Archaeological research to determinate the cultural and ethnic structure of the settlements discovered numerous archaeological sites from the early Middle Ages in the area, which allowed scientists to accurately reproduce the phases of colonisation process and the character of defensive and residential building structures of the settlements. The archaeologists found evidence of settlements in the area dating from 6th and 7th centuries. Ceramics, iron fittings, buckles, beads, staples and numerous items of burial equipment testify about the culture, customs and rituals celebrated to honour the dead. The study confirmed that in a place of old Russian and Polish settlements in the Cetynia river valley, as a result of gradual colonisation, new settlement at Sokołów was established.

Sokołów Podlaski received city rights in 1424 from the Grand Duke of Lithuania Witold.
In 1508 Stanisław Kiszka became the new owner of the town. Administratively Sokołów was part of the Podlaskie Voivodeship of the Lesser Poland Province of the Polish Crown. In 1580 King Stephen Báthory visited Sokołów. Sokołów belonged to Kiszka until 1592, when it was passed to the Radziwiłł family. For Sokołów it was a time of the greatest prosperity in its history, uninterrupted until the Swedish invasion in the middle of the 17th century. During the war with Sweden the city was significantly damaged. In 1657 Rakoczy's army burned down the town together with surrounding farms. During the Reformation, the city was one of the strongest centers of Arianism in Podlachia.

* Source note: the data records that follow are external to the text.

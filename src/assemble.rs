//! Document assembly: write per-document `.tex` and `.md` files.
//!
//! Pure formatting over an ordered list of per-page strings — no state,
//! no decisions. A write failure is reported back as "no file produced"
//! (`None`) and logged; it never aborts the run, so a read-only output
//! directory costs the operator one document, not the whole batch.

use std::fmt::Write as _;
use std::path::{Path, PathBuf};
use tracing::warn;

/// The `\usepackage` lines a document built from our LaTeX output needs.
///
/// Printed (commented) at the end of a CLI run so the operator can paste
/// them into their main document's preamble.
pub const LATEX_PACKAGES_BLOCK: &str = r"
% Required Packages for Compilation:
% \usepackage{amsmath}
% \usepackage{amssymb}
% \usepackage{amsthm}
% \usepackage{graphicx}
% \usepackage{hyperref}
% \usepackage[utf8]{inputenc}
% \usepackage[T1]{fontenc}
% \usepackage{geometry}
% \usepackage{float}
";

/// Write `{title}.tex` into `output_dir` from page-ordered LaTeX bodies.
///
/// Returns the written path, or `None` on a write failure (logged).
pub fn write_tex(title: &str, pages: &[String], output_dir: &Path) -> Option<PathBuf> {
    let mut doc = String::new();
    let _ = writeln!(doc, "% Auto-generated LaTeX for {title}");
    let _ = writeln!(doc, "\\section*{{{title}}}");
    let _ = writeln!(doc);
    for (i, page) in pages.iter().enumerate() {
        let _ = writeln!(doc, "% --- Page {} ---", i + 1);
        doc.push_str(page);
        doc.push_str("\n\n");
    }

    write_document(output_dir.join(format!("{title}.tex")), &doc)
}

/// Write `{title}.md` into `output_dir` from page-ordered Markdown bodies.
///
/// Pages are separated by horizontal rules with a page-marker comment
/// before each. Returns the written path, or `None` on failure (logged).
pub fn write_md(title: &str, pages: &[String], output_dir: &Path) -> Option<PathBuf> {
    let mut doc = String::new();
    let _ = writeln!(doc, "# Auto-generated Markdown for {title}");
    let _ = writeln!(doc);
    for (i, page) in pages.iter().enumerate() {
        let _ = writeln!(doc, "<!-- --- Page {} --- -->", i + 1);
        doc.push_str(page);
        doc.push_str("\n\n---\n\n");
    }

    write_document(output_dir.join(format!("{title}.md")), &doc)
}

fn write_document(path: PathBuf, contents: &str) -> Option<PathBuf> {
    match std::fs::write(&path, contents) {
        Ok(()) => Some(path),
        Err(e) => {
            warn!("Could not write '{}': {e}", path.display());
            None
        }
    }
}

In 1668 Jan Krasiński became the new owner of the town. After the second half of the 18th century the town belonged to the Ogiński family. Under their rule craftsmanship quickly developed in Sokołów. Michał Kleofas Ogiński brought French craftsmen who started the production of silk scarves, hats, rugs, linen and Slutsk sashes.

Late modern era

After the Third Partition of Poland Sokołów fell under Austrian rule, and after the Polish-Austrian war, in 1809, became part of the Polish Duchy of Warsaw. In 1815 it became part of Congress Poland, later on forcibly annexed by Russia. In 1833 the town was purchased from Michał Kleofas Ogiński by local landowner Karol Kobyloński, who 10 years later sold it to Elżbieta Hirschman. The new owner in 1845 established the sugar factory "Elżbietów" in Przeździatka (today on the western outskirts of Sokołów Podlaski) and in 1890, the factory employed 600 workers. The sugar factory played an important role for the development of the city and local agriculture.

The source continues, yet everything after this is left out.